(Stored data entries)
--*--

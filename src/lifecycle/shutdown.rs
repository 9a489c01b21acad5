//! Shutdown coordination.
//!
//! Shutdown is a latched flag: once triggered it stays triggered, so a
//! server that subscribes late still stops instead of waiting forever.

use std::sync::Arc;

use tokio::sync::watch;

use crate::lifecycle::signals::shutdown_signal;

/// Owner side of the shutdown flag. Clones share the same flag.
#[derive(Clone)]
pub struct Shutdown {
    tx: Arc<watch::Sender<bool>>,
}

/// Waiting side, handed to the HTTP server.
pub struct ShutdownSignal {
    rx: watch::Receiver<bool>,
}

impl Shutdown {
    pub fn new() -> Self {
        let (tx, _) = watch::channel(false);
        Self { tx: Arc::new(tx) }
    }

    pub fn subscribe(&self) -> ShutdownSignal {
        ShutdownSignal {
            rx: self.tx.subscribe(),
        }
    }

    /// Latch the flag. Repeated calls are no-ops.
    pub fn trigger(&self) {
        self.tx.send_replace(true);
    }

    pub fn is_triggered(&self) -> bool {
        *self.tx.borrow()
    }

    /// Trigger on Ctrl+C or SIGTERM.
    pub fn trigger_on_signal(&self) {
        let shutdown = self.clone();
        tokio::spawn(async move {
            shutdown_signal().await;
            shutdown.trigger();
        });
    }
}

impl Default for Shutdown {
    fn default() -> Self {
        Self::new()
    }
}

impl ShutdownSignal {
    /// Resolve once shutdown is triggered, or if every [`Shutdown`] handle
    /// has been dropped.
    pub async fn recv(&mut self) {
        let _ = self.rx.wait_for(|triggered| *triggered).await;
    }
}
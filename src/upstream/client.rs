//! HTTP client for the upstream users API.
//!
//! # Responsibilities
//! - Own the single pooled `reqwest::Client` for the process
//! - Build upstream URLs by plain concatenation onto the base URL
//! - Issue exactly one request per call and buffer the response body
//! - Report which phase failed (build, send, read)

use std::time::{Duration, Instant};

use axum::body::Bytes;
use reqwest::{Method, Request, StatusCode};

use crate::config::UpstreamConfig;
use crate::observability::metrics;
use crate::upstream::error::{UpstreamError, UpstreamResult};
use crate::users::User;

/// A buffered upstream response.
#[derive(Debug, Clone)]
pub struct UpstreamResponse {
    /// Status reported by the upstream, passed through unchanged.
    pub status: StatusCode,
    /// Raw response bytes.
    pub body: Bytes,
}

/// Client for the fixed upstream API.
#[derive(Clone)]
pub struct UpstreamClient {
    client: reqwest::Client,
    base_url: String,
    users_path: String,
}

impl UpstreamClient {
    /// Create the shared client with the configured pool settings.
    pub fn new(config: &UpstreamConfig) -> UpstreamResult<Self> {
        let mut builder = reqwest::Client::builder()
            .pool_max_idle_per_host(config.pool_max_idle_per_host)
            .pool_idle_timeout(Duration::from_secs(config.pool_idle_timeout_secs))
            .tcp_keepalive(Duration::from_secs(config.tcp_keepalive_secs))
            .user_agent(config.user_agent.clone());
        if !config.use_system_proxy {
            builder = builder.no_proxy();
        }
        let client = builder.build().map_err(UpstreamError::Client)?;

        tracing::info!(
            base_url = %config.base_url,
            users_path = %config.users_path,
            pool_max_idle_per_host = config.pool_max_idle_per_host,
            "Upstream client initialized"
        );

        Ok(Self {
            client,
            base_url: config.base_url.clone(),
            users_path: config.users_path.clone(),
        })
    }

    /// Path suffix of the users collection.
    pub fn users_path(&self) -> &str {
        &self.users_path
    }

    /// Path suffix of a single user. The id is inserted verbatim.
    pub fn user_path(&self, id: &str) -> String {
        format!("{}/{}", self.users_path, id)
    }

    /// Full upstream URL for a path suffix, without any re-encoding.
    pub fn url_for(&self, path_suffix: &str) -> String {
        format!("{}{}", self.base_url, path_suffix)
    }

    /// Build a request object. A body is encoded as JSON and sent with a
    /// JSON content type; encoding failures surface as [`UpstreamError::Build`].
    pub fn prepare(
        &self,
        method: Method,
        path_suffix: &str,
        body: Option<&User>,
    ) -> UpstreamResult<Request> {
        let mut builder = self.client.request(method, self.url_for(path_suffix));
        if let Some(user) = body {
            builder = builder.json(user);
        }
        builder.build().map_err(UpstreamError::Build)
    }

    /// Send a prepared request and buffer its body.
    ///
    /// The call runs on its own task, so it completes even if the caller is
    /// dropped mid-flight.
    pub async fn execute(&self, request: Request) -> UpstreamResult<UpstreamResponse> {
        let method = request.method().clone();
        let url = request.url().to_string();
        let client = self.client.clone();
        let start = Instant::now();

        let result = tokio::spawn(async move {
            let response = client.execute(request).await.map_err(UpstreamError::Send)?;
            let status = response.status();
            let body = response.bytes().await.map_err(UpstreamError::Read)?;
            Ok::<_, UpstreamError>(UpstreamResponse { status, body })
        })
        .await
        .unwrap_or_else(|e| Err(UpstreamError::Aborted(e)));

        metrics::record_upstream_call(
            method.as_str(),
            result.as_ref().ok().map(|r| r.status.as_u16()),
            start,
        );

        match &result {
            Ok(response) => tracing::debug!(
                method = %method,
                url = %url,
                status = %response.status,
                bytes = response.body.len(),
                elapsed_ms = start.elapsed().as_millis() as u64,
                "Upstream call completed"
            ),
            Err(e) => tracing::debug!(method = %method, url = %url, error = %e, "Upstream call failed"),
        }

        result
    }

    /// Prepare and execute in one step.
    pub async fn call(
        &self,
        method: Method,
        path_suffix: &str,
        body: Option<&User>,
    ) -> UpstreamResult<UpstreamResponse> {
        let request = self.prepare(method, path_suffix, body)?;
        self.execute(request).await
    }
}
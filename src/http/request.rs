//! Request identification.
//!
//! Every inbound request gets an `x-request-id` (UUID v4) unless the client
//! already sent one. The id is recorded on the request span and echoed back
//! on the response.

use axum::http::{HeaderValue, Request};
use tower_http::request_id::{MakeRequestId, RequestId};
use tracing::Span;
use uuid::Uuid;

/// Header carrying the request correlation id.
pub const X_REQUEST_ID: &str = "x-request-id";

/// Generates UUID v4 request ids.
#[derive(Debug, Clone, Copy, Default)]
pub struct UuidRequestId;

impl MakeRequestId for UuidRequestId {
    fn make_request_id<B>(&mut self, _request: &Request<B>) -> Option<RequestId> {
        HeaderValue::from_str(&Uuid::new_v4().to_string())
            .ok()
            .map(RequestId::new)
    }
}

/// The request id of `request`, or `"unknown"`.
pub fn request_id<B>(request: &Request<B>) -> &str {
    request
        .headers()
        .get(X_REQUEST_ID)
        .and_then(|v| v.to_str().ok())
        .unwrap_or("unknown")
}

/// Span opened for each local request.
pub fn make_span<B>(request: &Request<B>) -> Span {
    tracing::info_span!(
        "request",
        request_id = %request_id(request),
        method = %request.method(),
        uri = %request.uri(),
    )
}
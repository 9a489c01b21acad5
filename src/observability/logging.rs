//! Structured logging setup.

use tracing_subscriber::{layer::SubscriberExt, util::SubscriberInitExt, EnvFilter};

/// Build the fallback filter directive used when `RUST_LOG` is unset.
pub fn default_directive(level: &str) -> String {
    format!("user_proxy={level},tower_http={level}")
}

/// Install the global subscriber.
///
/// `RUST_LOG` takes precedence over the configured level.
pub fn init_logging(level: &str) {
    tracing_subscriber::registry()
        .with(
            EnvFilter::try_from_default_env()
                .unwrap_or_else(|_| EnvFilter::new(default_directive(level))),
        )
        .with(tracing_subscriber::fmt::layer())
        .init();
}
use std::fmt::{self, Display};

/// Errors produced by model constructors and validation routines.
#[derive(Debug, Clone, PartialEq, Eq)]
pub enum ModelError {
    InvalidMedia(String),
    InvalidId(String),
}

impl Display for ModelError {
    fn fmt(&self, f: &mut fmt::Formatter<'_>) -> fmt::Result {
        match self {
            ModelError::InvalidMedia(msg) => write!(f, "invalid media: {msg}"),
            ModelError::InvalidId(msg) => write!(f, "invalid id: {msg}"),
        }
    }
}

impl std::error::Error for ModelError {}

pub type Result<T> = std::result::Result<T, ModelError>;
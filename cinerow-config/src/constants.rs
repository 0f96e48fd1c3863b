//! Compiled defaults. Tuning should happen here so every row and card
//! picks up the same values.

/// Slider (row carousel) defaults.
pub mod slider {
    /// Duration (ms) of the CSS-style slide transition.
    pub const TRANSITION_DURATION_MS: u64 = 750;
    /// Deadline (ms) after which an unfinished transition is force-committed.
    /// Must exceed the transition duration.
    pub const TRANSITION_TIMEOUT_MS: u64 = 1_500;
    /// Delay (ms) before focus is restored after a committed move.
    pub const REFOCUS_DELAY_MS: u64 = 50;
    /// Rows loop by default, like the browse page.
    pub const LOOP_ENABLED: bool = true;
}

/// Preview modal defaults.
pub mod preview {
    /// Hover delay (ms) before the first mini modal of a session opens.
    pub const FIRST_OPEN_DELAY_MS: u64 = 400;
    /// Hover delay (ms) once any modal has been open in this session.
    pub const REPEAT_OPEN_DELAY_MS: u64 = 200;
}

/// Responsive breakpoints: `(max_width_exclusive, items_per_row)`.
pub mod breakpoints {
    pub const DEFAULT_TABLE: &[(f32, usize)] =
        &[(500.0, 2), (800.0, 3), (1100.0, 4), (1400.0, 5)];
    /// Items per row above the widest breakpoint.
    pub const WIDE_ITEMS_PER_ROW: usize = 6;
}

/// Candidate config files checked when no env override is present.
pub const DEFAULT_CONFIG_FILES: &[&str] = &[
    "cinerow.toml",
    "cinerow.json",
    "config/cinerow.toml",
    "config/cinerow.json",
];

/// Env var naming a TOML or JSON config file.
pub const ENV_CONFIG_PATH: &str = "CINEROW_CONFIG_PATH";
/// Env var carrying an inline JSON config.
pub const ENV_CONFIG_JSON: &str = "CINEROW_CONFIG_JSON";
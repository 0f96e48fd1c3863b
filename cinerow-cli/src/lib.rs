//! Replay scripted browsing sessions against the Cinerow catalog core.
//!
//! The binary wraps three pieces exposed here for tests and embedding:
//! [`script`] parses catalog and session files, [`runner`] drives a
//! [`CatalogView`](cinerow_core::CatalogView) through a script, and
//! [`output`] renders the resulting report.

pub mod output;
pub mod runner;
pub mod script;

pub use runner::{
    ModalSummary, ReplayOptions, Report, RowSummary, Session, TimedEffect,
    TokioClock, replay, replay_realtime,
};
pub use script::{CatalogFile, RowSpec, Script, Step};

--*--

Exercise brief:
Scan the data for the word "same" and copy every line where it shows up.

Written reply:
/// Owner side of the shutdown flag. Clones share the same flag.
//! picks up the same values.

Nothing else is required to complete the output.